Fake Opioids Harm Property Rights

Updated: Jun 24, 2019

The opioids epidemic is back in the news.

U.S. Health and Human Services is widening the implementation of strategies that have significantly reduced opioid overdoses. Federal law enforcement has arrested doctors and other medical pros who’ve profited from trafficking the highly addictive pain medications with their prescription pads. And a public interest safety organization has urged Washington to block the importation of suspect opioids.

The opioids epidemic is not just a public health crisis. It also relates to property rights.

The blight of opioid abuse has affected vast swaths of our nation. It’s taken hundreds of thousands of lives, robbed thousands more of their health and broken the lives of countless loved ones. It’s a multifaceted problem requiring a multifaceted solution.

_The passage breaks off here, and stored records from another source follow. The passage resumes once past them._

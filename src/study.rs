use std::borrow::Borrow;
use std::collections::{BTreeMap, HashMap};
use std::fmt;

use derive_new::new;
use serde::Deserialize;
use tracing::debug;

use crate::error::{MetaError, Result};

/// Identifier of a single case-control study, e.g. `crc_baxter`
#[derive(Debug, Clone, PartialEq, Eq, PartialOrd, Ord, Hash)]
pub struct StudyId(String);

impl StudyId {
    pub fn new(id: impl Into<String>) -> Self {
        Self(id.into())
    }

    pub fn as_str(&self) -> &str {
        &self.0
    }

    /// Derives the disease tag from the prefix before the first underscore
    fn disease_prefix(&self) -> Result<Disease> {
        match self.0.split_once('_') {
            Some((prefix, _)) if !prefix.is_empty() => Ok(Disease::new(prefix)),
            _ => Err(MetaError::UnknownDisease(self.0.clone())),
        }
    }
}

impl fmt::Display for StudyId {
    fn fmt(&self, f: &mut fmt::Formatter<'_>) -> fmt::Result {
        f.write_str(&self.0)
    }
}

impl Borrow<str> for StudyId {
    fn borrow(&self) -> &str {
        &self.0
    }
}

impl From<&str> for StudyId {
    fn from(value: &str) -> Self {
        Self::new(value)
    }
}

/// A curated disease tag, e.g. `crc` or `ibd`
#[derive(Debug, Clone, PartialEq, Eq, PartialOrd, Ord, Hash)]
pub struct Disease(String);

impl Disease {
    pub fn new(tag: impl Into<String>) -> Self {
        Self(tag.into())
    }

    pub fn as_str(&self) -> &str {
        &self.0
    }
}

impl fmt::Display for Disease {
    fn fmt(&self, f: &mut fmt::Formatter<'_>) -> fmt::Result {
        f.write_str(&self.0)
    }
}

impl Borrow<str> for Disease {
    fn borrow(&self) -> &str {
        &self.0
    }
}

impl From<&str> for Disease {
    fn from(value: &str) -> Self {
        Self::new(value)
    }
}

/// Historical study identifiers and the canonical ids they are grouped under
#[derive(Debug, Clone)]
pub struct StudyAliases {
    forward: HashMap<String, String>,
}

impl Default for StudyAliases {
    /// The two known renamings: both diarrhea studies are grouped with `cdi`
    fn default() -> Self {
        Self::new([("edd_singh", "cdi_singh"), ("noncdi_schubert", "cdi_schubert2")])
    }
}

impl StudyAliases {
    pub fn new<'a>(pairs: impl IntoIterator<Item = (&'a str, &'a str)>) -> Self {
        let forward = pairs
            .into_iter()
            .map(|(alias, canonical)| (alias.to_string(), canonical.to_string()))
            .collect();
        Self { forward }
    }

    /// An alias map that renames nothing
    pub fn none() -> Self {
        Self {
            forward: HashMap::new(),
        }
    }

    /// Maps a raw identifier onto its canonical id
    pub fn canonical(&self, raw: &str) -> StudyId {
        match self.forward.get(raw) {
            Some(canonical) => StudyId::new(canonical.as_str()),
            None => StudyId::new(raw),
        }
    }

    /// Maps a canonical id back onto the identifier it was ingested as
    pub fn original<'a>(&'a self, canonical: &'a str) -> &'a str {
        self.forward
            .iter()
            .find(|(_, c)| c.as_str() == canonical)
            .map(|(alias, _)| alias.as_str())
            .unwrap_or(canonical)
    }
}

/// One row of the study metadata table as ingested
#[derive(Debug, Clone, Deserialize, new)]
pub struct StudyRecord {
    #[serde(rename = "dataset")]
    pub id: String,
    #[serde(default)]
    pub total: Option<u64>,
    #[serde(default, rename = "N_ctrl")]
    pub controls: Option<u64>,
    #[serde(default, rename = "N_dis")]
    pub cases: Option<u64>,
}

#[derive(Debug, Clone)]
pub struct StudyInfo {
    pub disease: Disease,
    pub total: Option<u64>,
    pub controls: Option<u64>,
    pub cases: Option<u64>,
}

/// Lookup from study id to its disease and sample sizes
///
/// Populated once at ingestion; aggregators never re-derive disease labels
/// from identifiers themselves.
#[derive(Debug, Clone, Default)]
pub struct StudyTable {
    studies: BTreeMap<StudyId, StudyInfo>,
}

impl StudyTable {
    pub fn new(
        records: impl IntoIterator<Item = StudyRecord>,
        aliases: &StudyAliases,
    ) -> Result<Self> {
        let mut studies = BTreeMap::new();
        for record in records {
            let id = aliases.canonical(&record.id);
            let disease = id.disease_prefix()?;
            debug!("Study {} grouped under disease {}", id, disease);
            let info = StudyInfo {
                disease,
                total: record.total,
                controls: record.controls,
                cases: record.cases,
            };
            if studies.insert(id.clone(), info).is_some() {
                return Err(MetaError::DuplicateStudy(id.to_string()));
            }
        }
        Ok(Self { studies })
    }

    /// Builds a table from bare identifiers, without sample sizes
    pub fn from_ids<'a>(
        ids: impl IntoIterator<Item = &'a str>,
        aliases: &StudyAliases,
    ) -> Result<Self> {
        Self::new(
            ids.into_iter()
                .map(|id| StudyRecord::new(id.to_string(), None, None, None)),
            aliases,
        )
    }

    pub fn get(&self, study: &str) -> Result<&StudyInfo> {
        self.studies
            .get(study)
            .ok_or_else(|| MetaError::UnknownStudy(study.to_string()))
    }

    pub fn disease_of(&self, study: &str) -> Result<&Disease> {
        self.get(study).map(|info| &info.disease)
    }

    /// Total number of samples; falls back to cases plus controls
    pub fn sample_size(&self, study: &str) -> Result<u64> {
        let info = self.get(study)?;
        info.total
            .or_else(|| Some(info.controls? + info.cases?))
            .ok_or_else(|| MetaError::MissingSampleSize(study.to_string()))
    }

    /// All distinct diseases, sorted
    pub fn diseases(&self) -> Vec<Disease> {
        let mut diseases = self
            .studies
            .values()
            .map(|info| info.disease.clone())
            .collect::<Vec<_>>();
        diseases.sort_unstable();
        diseases.dedup();
        diseases
    }

    pub fn len(&self) -> usize {
        self.studies.len()
    }

    pub fn is_empty(&self) -> bool {
        self.studies.is_empty()
    }

    pub fn iter(&self) -> impl Iterator<Item = (&StudyId, &StudyInfo)> {
        self.studies.iter()
    }
}

#[cfg(test)]
mod tests {
    use super::*;

    #[test]
    fn test_disease_from_prefix() {
        let table =
            StudyTable::from_ids(["crc_baxter", "ibd_gevers"], &StudyAliases::none()).unwrap();
        assert_eq!(table.disease_of("crc_baxter").unwrap().as_str(), "crc");
        assert_eq!(table.disease_of("ibd_gevers").unwrap().as_str(), "ibd");
        assert_eq!(table.diseases(), vec![Disease::new("crc"), Disease::new("ibd")]);
    }

    #[test]
    fn test_aliases_are_normalized() {
        let aliases = StudyAliases::default();
        let table = StudyTable::from_ids(["edd_singh", "noncdi_schubert"], &aliases).unwrap();
        assert_eq!(table.disease_of("cdi_singh").unwrap().as_str(), "cdi");
        assert_eq!(table.disease_of("cdi_schubert2").unwrap().as_str(), "cdi");
        assert!(table.get("edd_singh").is_err());
    }

    #[test]
    fn test_alias_round_trip() {
        let aliases = StudyAliases::default();
        let canonical = aliases.canonical("edd_singh");
        assert_eq!(canonical.as_str(), "cdi_singh");
        assert_eq!(aliases.original(canonical.as_str()), "edd_singh");
        assert_eq!(aliases.original("crc_zeller"), "crc_zeller");
    }

    #[test]
    fn test_underivable_disease_is_fatal() {
        let err = StudyTable::from_ids(["baxter"], &StudyAliases::none()).unwrap_err();
        assert!(matches!(err, MetaError::UnknownDisease(id) if id == "baxter"));
        assert!(StudyTable::from_ids(["_baxter"], &StudyAliases::none()).is_err());
    }

    #[test]
    fn test_duplicate_study() {
        let err =
            StudyTable::from_ids(["cdi_singh", "edd_singh"], &StudyAliases::default()).unwrap_err();
        assert!(matches!(err, MetaError::DuplicateStudy(_)));
    }

    #[test]
    fn test_sample_size() {
        let records = vec![
            StudyRecord::new("crc_baxter".to_string(), Some(490), Some(172), Some(120)),
            StudyRecord::new("crc_zeller".to_string(), None, None, None),
            StudyRecord::new("ibd_gevers".to_string(), None, Some(16), Some(146)),
        ];
        let table = StudyTable::new(records, &StudyAliases::none()).unwrap();
        assert_eq!(table.sample_size("crc_baxter").unwrap(), 490);
        assert_eq!(table.sample_size("ibd_gevers").unwrap(), 162);
        assert!(matches!(
            table.sample_size("crc_zeller"),
            Err(MetaError::MissingSampleSize(_))
        ));
        assert!(matches!(table.sample_size("ibd_papa"), Err(MetaError::UnknownStudy(_))));
    }
}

The Partnership for Safe Medicines amassed 100 organizations writing the president and Congress, raising important concerns about opioids importation, and users’ survivors alerting officials about pill presses used to make counterfeit opioid medicines.

Before stepping down, Food and Drug Administration Commissioner Scott Gottlieb proposed tightening the approval standards for new opioid painkillers.

The Healthcare Leadership Council’s National Dialogue for Healthcare Innovation has produced a strategy for the public and private sectors to address the opioid epidemic.

Where do property rights fit in?

The dire consequences seem bad enough from importing or dealing pain meds either on the black market or under false pretenses. But trafficking counterfeit meds also steals from the makers of legitimate, FDA-controlled pain medication.

Those manufacturers own the patent or exclusively license the IP. They comply with the costly regulatory requirements for producing, labeling, storing and distributing the legitimate products — unlike those who make and hawk knockoffs.

In that regard, drug counterfeiters and sham “Canadian” online pharmacies cause the same harm as intellectual property infringers — the fakers steal a portion of the bonafide drug firms’ earnings while sullying their reputation, trademarks and brands. Meanwhile, there’s less money available to pursue research and development of new, improved medicines.

These are encroachments on private property rights.

Drug counterfeiters not only collect ill-gotten gains through their crime, their profits off of the legitimate drug companies add to health costs and impose significant other costs on users’ families, communities and society. Meanwhile, the bad guys fund their criminal enterprises with the ill-gotten gains, furthering the injury and injustice of their actions.

As we continue to fight the battle of opioid abuse, we should keep in view that not only does this crisis threaten public health, it also threatens property rights.